Penser l’Afrique contemporaine en référence aux pratiques des acteurs invite d'abord à définir cet espace continental dans ses multiples lieux, dans les territoires du pouvoir d'État et des nations, dans ses grandes divisions rurales et urbaines, industrielles et agricoles, modernes et anciennes, dans les formes variées du religieux et des croyances dont les dynamiques de séparation ou de cloisonnement ont sauté devant la complexité de la vie nationale ou continentale. Ces divisions et leur étanchéité architecturale n'existent plus sans doute que dans les manuels scientifiques (anthropologie, sociologie, historiographie, etc.) qui continuent à présenter une Afrique clivée, dualiste qui oppose ville et campagne, modernité et ville, religions importées et cultes authentiquement africains, modèles politiques locaux et règles démocratiques occidentales... Les réalités contemporaines résistent en effet partout à ce dualisme : le village s'empare de la ville et normalise ; les partis politiques portent la trace d'autres allégeances ; la stratification sociale d'origine coloniale et sa normalisation par l'instruction (l'école) est brouillée par les nouveaux riches (politiciens, commerçants, marabouts ou leaders religieux, etc.) ; les quartiers chics et les sites du pouvoir se déplacent hors des sphères urbaines anciennes et se voient envahis par les migrants urbains ; la littérature orale des griots et leur rhétorique s'insinuent dans l'écriture des romanciers et dans le théâtre ; et partout, dans tous les domaines, des cultures syncrétiques prolifèrent dans lesquelles on redéploie les valeurs et symboles collectifs.

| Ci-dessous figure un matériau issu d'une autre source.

impl<W: WriteSink> FileWriter<W> {
    /// Create a writer for batches of `schema`. Options are validated here, no IO happens until
    /// the first write.
    pub fn try_new(sink: W, schema: &ArrowSchema, options: WriteOptions) -> TesseraResult<Self> {
        options.validate()?;
        let schema = Arc::new(Schema::from_arrow(schema)?);
        let arrow_schema = schema.to_arrow()?;

        let columns: Vec<_> = schema
            .all_fields()
            .into_iter()
            .map(|f| ColumnLayout::new(f.id(), Encoding::for_type(f.logical_type()), vec![], None))
            .collect();
        let column_index = columns
            .iter()
            .enumerate()
            .map(|(idx, c)| (c.field_id(), idx))
            .collect();

        Ok(Self {
            sink,
            encoder: PageEncoder::new(&schema),
            schema,
            arrow_schema,
            options,
            state: WriterState::Created,
            position: 0,
            buffered: VecDeque::new(),
            buffered_rows: 0,
            page_rows: Vec::new(),
            columns,
            column_index,
        })
    }

    /// The schema being written, with field ids assigned.
    pub fn schema(&self) -> &Arc<Schema> {
        &self.schema
    }

    /// The Arrow form of [`Self::schema`], field ids carried in field metadata.
    pub fn arrow_schema(&self) -> &SchemaRef {
        &self.arrow_schema
    }

    pub fn options(&self) -> &WriteOptions {
        &self.options
    }

    pub fn state(&self) -> WriterState {
        self.state
    }

    /// Bytes written to the sink so far.
    pub fn bytes_written(&self) -> u64 {
        self.position
    }

    /// Append a batch. Full pages are flushed as soon as enough rows are buffered.
    #[cfg_attr(feature = "tracing", tracing::instrument(skip_all, fields(rows = batch.num_rows())))]
    pub async fn write_batch(&mut self, batch: &RecordBatch) -> TesseraResult<()> {
        self.check_open()?;

        let batch_schema = Schema::from_arrow(batch.schema_ref())?;
        if batch_schema != *self.schema {
            tessera_bail!(
                SchemaMismatch: "batch schema {} does not match file schema {}",
                batch_schema,
                self.schema
            );
        }

        let result = self.append(batch).await;
        self.fail_on_error(result)
    }

    /// Flush buffered rows, dictionaries, the manifest and the trailer.
    ///
    /// Returns the manifest that was written. The writer accepts no further writes.
    ///
    /// Any error after the schema check leaves the writer [`WriterState::Failed`], and every
    /// later call returns [`WriterClosed`](tessera_error::TesseraError::WriterClosed).
    #[cfg_attr(feature = "tracing", tracing::instrument(skip_all))]
    pub async fn finalize(&mut self) -> TesseraResult<Arc<Manifest>> {
        self.check_open()?;
        let result = self.write_footer().await;
        self.fail_on_error(result)
    }

    /// Release the sink.
    pub fn into_inner(self) -> W {
        self.sink
    }

    fn check_open(&self) -> TesseraResult<()> {
        match self.state {
            WriterState::Finalized => {
                tessera_bail!(WriterClosed: "the file has already been finalized")
            }
            WriterState::Failed => {
                tessera_bail!(WriterClosed: "an earlier write failed, the file is incomplete")
            }
            WriterState::Created | WriterState::Open => Ok(()),
        }
    }

    fn fail_on_error<T>(&mut self, result: TesseraResult<T>) -> TesseraResult<T> {
        if result.is_err() {
            self.state = WriterState::Failed;
        }
        result
    }

    async fn append(&mut self, batch: &RecordBatch) -> TesseraResult<()> {
        self.open().await?;

        if batch.num_rows() == 0 {
            return Ok(());
        }
        self.buffered_rows += batch.num_rows();
        self.buffered.push_back(batch.clone());

        while self.buffered_rows >= self.options.batch_size {
            self.flush_page(self.options.batch_size).await?;
        }
        Ok(())
    }

    async fn write_footer(&mut self) -> TesseraResult<Arc<Manifest>> {
        self.open().await?;

        while self.buffered_rows > 0 {
            self.flush_page(self.buffered_rows.min(self.options.batch_size))
                .await?;
        }

        for page in self.encoder.finish_dictionaries(&self.schema)? {
            let field_id = page.field_id;
            let spec = self.write_page(page).await?;
            self.column_mut(field_id)?.set_dictionary(spec);
        }

        let manifest = Manifest::try_new(
            self.schema.clone(),
            mem::take(&mut self.page_rows),
            mem::take(&mut self.columns),
        )?;
        let manifest_bytes = manifest.to_bytes();
        let trailer = Trailer {
            manifest_offset: self.position,
            manifest_length: u32::try_from(manifest_bytes.len()).map_err(|_| {
                tessera_err!("manifest of {} bytes exceeds u32", manifest_bytes.len())
            })?,
            manifest_checksum: crc32fast::hash(&manifest_bytes),
            version: VERSION,
        };
        self.write_all(manifest_bytes).await?;
        self.write_all(Bytes::copy_from_slice(&trailer.to_bytes()))
            .await?;
        self.sink.flush().await?;

        self.state = WriterState::Finalized;
        debug!(
            "finalized file of {} rows in {} pages, {} bytes",
            manifest.row_count(),
            manifest.num_pages(),
            self.position
        );
        Ok(Arc::new(manifest))
    }

    async fn open(&mut self) -> TesseraResult<()> {
        if self.state == WriterState::Created {
            self.write_all(Bytes::from_static(&MAGIC_BYTES)).await?;
            self.state = WriterState::Open;
        }
        Ok(())
    }

    fn column_mut(&mut self, field_id: FieldId) -> TesseraResult<&mut ColumnLayout> {
        self.column_index
            .get(&field_id)
            .and_then(|&idx| self.columns.get_mut(idx))
            .ok_or_else(|| tessera_err!(ColumnNotFound: "no field with id {}", field_id))
    }

    /// Take the first `rows` buffered rows and write them as one page row group.
    async fn flush_page(&mut self, rows: usize) -> TesseraResult<()> {
        let mut taken = Vec::new();
        let mut remaining = rows;
        while remaining > 0 {
            let Some(batch) = self.buffered.pop_front() else {
                break;
            };
            if batch.num_rows() <= remaining {
                remaining -= batch.num_rows();
                taken.push(batch);
            } else {
                taken.push(batch.slice(0, remaining));
                self.buffered
                    .push_front(batch.slice(remaining, batch.num_rows() - remaining));
                remaining = 0;
            }
        }
        let rows = rows - remaining;
        self.buffered_rows -= rows;

        let columns = (0..self.arrow_schema.fields().len())
            .map(|idx| concat_column(&taken, idx))
            .collect::<TesseraResult<Vec<_>>>()?;
        let pages = self.encoder.encode(&self.schema, &columns)?;

        for page in pages {
            let field_id = page.field_id;
            let spec = self.write_page(page).await?;
            self.column_mut(field_id)?.push_page(spec);
        }
        self.page_rows.push(rows as u64);
        trace!(
            "flushed page row group {} of {} rows",
            self.page_rows.len() - 1,
            rows
        );
        Ok(())
    }

    async fn write_page(&mut self, page: EncodedPage) -> TesseraResult<PageSpec> {
        let checksum = self
            .options
            .page_checksums
            .then(|| crc32fast::hash(&page.buffer));
        let range = ByteRange::new(self.position, page.buffer.len() as u64);
        self.write_all(page.buffer).await?;
        Ok(PageSpec {
            range,
            value_count: page.value_count,
            null_count: page.null_count,
            checksum,
        })
    }

    async fn write_all(&mut self, buffer: Bytes) -> TesseraResult<()> {
        let len = buffer.len() as u64;
        self.sink.write_all(buffer).await?;
        self.position += len;
        Ok(())
    }
}
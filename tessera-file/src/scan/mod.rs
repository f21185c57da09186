//! Scans over a [`FileReader`], yielding filtered and projected record batches in row order.

use std::ops::Range;
use std::sync::Arc;

use arrow_array::RecordBatch;
use arrow_schema::SchemaRef;
pub use executor::*;
use futures::stream::BoxStream;
use futures::{FutureExt, StreamExt, TryStreamExt, future, stream};
use log::debug;
use tessera_error::{TesseraResult, tessera_err};
use tessera_expr::ExprRef;

use crate::writer::DEFAULT_BATCH_SIZE;
use crate::{FileReader, Manifest};

mod executor;
mod plan;

use plan::ScanPlan;

/// The default number of batches decoded ahead of the consumer.
pub const DEFAULT_CONCURRENCY: usize = 16;

/// What a scan materializes: which columns, which rows, and how many rows per batch.
#[derive(Debug, Clone)]
pub struct ScanOptions {
    projection: Option<Vec<String>>,
    filter: Option<ExprRef>,
    batch_size: usize,
}

impl Default for ScanOptions {
    fn default() -> Self {
        Self {
            projection: None,
            filter: None,
            batch_size: DEFAULT_BATCH_SIZE,
        }
    }
}

impl ScanOptions {
    /// Materialize only the named top-level columns, in this order.
    ///
    /// An empty projection produces batches that carry only a row count.
    pub fn with_projection<S: Into<String>>(mut self, columns: impl IntoIterator<Item = S>) -> Self {
        self.projection = Some(columns.into_iter().map(Into::into).collect());
        self
    }

    pub fn with_filter(mut self, filter: ExprRef) -> Self {
        self.filter = Some(filter);
        self
    }

    pub fn with_some_filter(mut self, filter: Option<ExprRef>) -> Self {
        self.filter = filter;
        self
    }

    /// The number of rows decoded per batch, before filtering.
    pub fn with_batch_size(mut self, batch_size: usize) -> TesseraResult<Self> {
        if batch_size == 0 {
            return Err(tessera_err!(
                InvalidConfiguration: "scan batch size must be greater than 0"
            ));
        }
        self.batch_size = batch_size;
        Ok(self)
    }

    pub fn projection(&self) -> Option<&[String]> {
        self.projection.as_deref()
    }

    pub fn filter(&self) -> Option<&ExprRef> {
        self.filter.as_ref()
    }

    pub fn batch_size(&self) -> usize {
        self.batch_size
    }
}

/// A struct for building a scan operation.
pub struct ScanBuilder {
    reader: FileReader,
    options: ScanOptions,
    /// Optionally read a subset of the rows in the file.
    row_range: Option<Range<u64>>,
    /// The number of batches to make progress on concurrently.
    concurrency: usize,
    /// The executor each batch is decoded on, the process-wide worker pool when unset.
    executor: Option<Arc<dyn TaskExecutor>>,
}

impl ScanBuilder {
    pub fn new(reader: FileReader) -> Self {
        Self {
            reader,
            options: ScanOptions::default(),
            row_range: None,
            concurrency: DEFAULT_CONCURRENCY,
            executor: None,
        }
    }

    pub fn with_options(mut self, options: ScanOptions) -> Self {
        self.options = options;
        self
    }

    pub fn with_projection<S: Into<String>>(mut self, columns: impl IntoIterator<Item = S>) -> Self {
        self.options = self.options.with_projection(columns);
        self
    }

    pub fn with_filter(mut self, filter: ExprRef) -> Self {
        self.options = self.options.with_filter(filter);
        self
    }

    pub fn with_batch_size(mut self, batch_size: usize) -> TesseraResult<Self> {
        self.options = self.options.with_batch_size(batch_size)?;
        Ok(self)
    }

    pub fn with_row_range(mut self, row_range: Range<u64>) -> Self {
        self.row_range = Some(row_range);
        self
    }

    pub fn with_some_row_range(mut self, row_range: Option<Range<u64>>) -> Self {
        self.row_range = row_range;
        self
    }

    /// The number of batches to make progress on concurrently, must be greater than 0.
    pub fn with_concurrency(mut self, concurrency: usize) -> TesseraResult<Self> {
        if concurrency == 0 {
            return Err(tessera_err!(
                InvalidConfiguration: "scan concurrency must be greater than 0"
            ));
        }
        self.concurrency = concurrency;
        Ok(self)
    }

    pub fn with_executor(mut self, executor: Arc<dyn TaskExecutor>) -> Self {
        self.executor = Some(executor);
        self
    }

    /// Decode each batch on the given Tokio runtime.
    pub fn with_tokio_executor(mut self, handle: tokio::runtime::Handle) -> Self {
        self.executor = Some(Arc::new(handle));
        self
    }

    pub fn options(&self) -> &ScanOptions {
        &self.options
    }

    /// Returns the Arrow schema of the batches this scan yields.
    pub async fn output_schema(&self) -> TesseraResult<SchemaRef> {
        let manifest = self.reader.manifest().await?;
        let plan = ScanPlan::try_new(
            manifest.schema(),
            self.options.projection(),
            self.options.filter(),
        )?;
        Ok(plan.output_schema().clone())
    }

    /// Returns a stream over the batches of the scan, in file row order.
    ///
    /// The manifest is loaded and the plan validated before the stream is returned, so unknown
    /// columns and out of bounds row ranges fail here without reading any page. Each batch is
    /// decoded on the executor, at most `concurrency` batches ahead of the consumer. Dropping
    /// the stream stops submitting work and discards the results of batches still in flight.
    pub async fn into_stream(self) -> TesseraResult<BoxStream<'static, TesseraResult<RecordBatch>>> {
        let manifest = self.reader.manifest().await?;
        let plan = Arc::new(ScanPlan::try_new(
            manifest.schema(),
            self.options.projection(),
            self.options.filter(),
        )?);

        let row_count = manifest.row_count();
        let row_range = self.row_range.unwrap_or(0..row_count);
        if row_range.start > row_range.end || row_range.end > row_count {
            return Err(tessera_err!(
                RowRangeOutOfBounds: row_range.start,
                row_range.end,
                row_count
            ));
        }

        let batch_size = self.options.batch_size() as u64;
        debug!(
            "scanning rows {}..{} in batches of {}, decoding {} of {} columns",
            row_range.start,
            row_range.end,
            batch_size,
            plan.decode_ids().len(),
            manifest.schema().fields().len(),
        );

        let executor = self.executor.unwrap_or_else(default_executor);
        let reader = self.reader;
        let splits = split_rows(row_range, batch_size);

        Ok(stream::iter(splits)
            .map(move |rows| {
                let unit = instrument!(
                    "decode_batch",
                    { start = rows.start, end = rows.end },
                    decode_batch(reader.clone(), manifest.clone(), plan.clone(), rows)
                );
                executor.spawn(unit.boxed())
            })
            .buffered(self.concurrency)
            .try_filter(|batch| future::ready(batch.num_rows() > 0))
            .scan(false, |failed, result| {
                if *failed {
                    return future::ready(None);
                }
                *failed = result.is_err();
                future::ready(Some(result))
            })
            .boxed())
    }
}

/// Read, filter and project one batch of rows.
async fn decode_batch(
    reader: FileReader,
    manifest: Arc<Manifest>,
    plan: Arc<ScanPlan>,
    rows: Range<u64>,
) -> TesseraResult<RecordBatch> {
    let num_rows = (rows.end - rows.start) as usize;
    let columns = reader
        .read_columns_in(manifest, plan.decode_ids(), rows)
        .await?;
    plan.apply(columns, num_rows)
}

fn split_rows(row_range: Range<u64>, batch_size: u64) -> impl Iterator<Item = Range<u64>> + Send {
    let end = row_range.end;
    row_range
        .step_by(batch_size as usize)
        .map(move |start| start..(start + batch_size).min(end))
}

#[cfg(test)]
mod tests {
    use super::*;

    #[test]
    fn splits_cover_the_range() {
        let splits = split_rows(3..10, 3).collect::<Vec<_>>();
        assert_eq!(splits, vec![3..6, 6..9, 9..10]);
        assert_eq!(split_rows(4..4, 3).count(), 0);
    }

    #[test]
    fn scan_options_validate_batch_size() {
        assert!(ScanOptions::default().with_batch_size(0).is_err());
        let options = ScanOptions::default()
            .with_batch_size(1)
            .unwrap()
            .with_projection(["id"]);
        assert_eq!(options.batch_size(), 1);
        assert_eq!(options.projection(), Some(["id".to_string()].as_slice()));
        assert!(options.filter().is_none());
    }
}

Dans les sociétés africaines où le manque est devenu le lot des majorités, la mise en place de nouvelles structures sociales et de réalités riches de symboliques renouvelées - qui sont souvent opaques à la pensée africaniste et rébarbatives aux approches méthodologiques - contribue à la démolition de certains modèles hérités des nations colonisatrices, au déverrouillage des blocages psychologiques et à l'expérimentation de nouveaux mécanismes sociaux et politiques. Les comportements (post)coloniaux mimétiques qui étaient salués, jusqu'à hier encore, comme le progrès sur la voie de la Civilisation sont aujourd'hui rejetés par le (post)colonisateur, déconstruits par la majorité (post)colonisée et remodelés à travers des dynamiques nouvelles. Non seulement ces espaces et lieux du savoir étanches auxquels s'adossaient et qu'érigeaient naguère les sciences sociales ont démontré les limites des paradigmes dominants, sans pour autant les éventrer (négligeant ou ignorant leur existence), mais qui plus est, ces pratiques indociles de la modernité nubienne ont développé des structures de prise en charge, inventé de nouvelles manières d'agir et imprimé aux réalités des orientations inattendues et vigoureuses. Ce faisant, elles ont autant montré les limites et la vanité des paradigmes en cours qu'imposé la nécessité d'une reconfiguration de leurs concepts.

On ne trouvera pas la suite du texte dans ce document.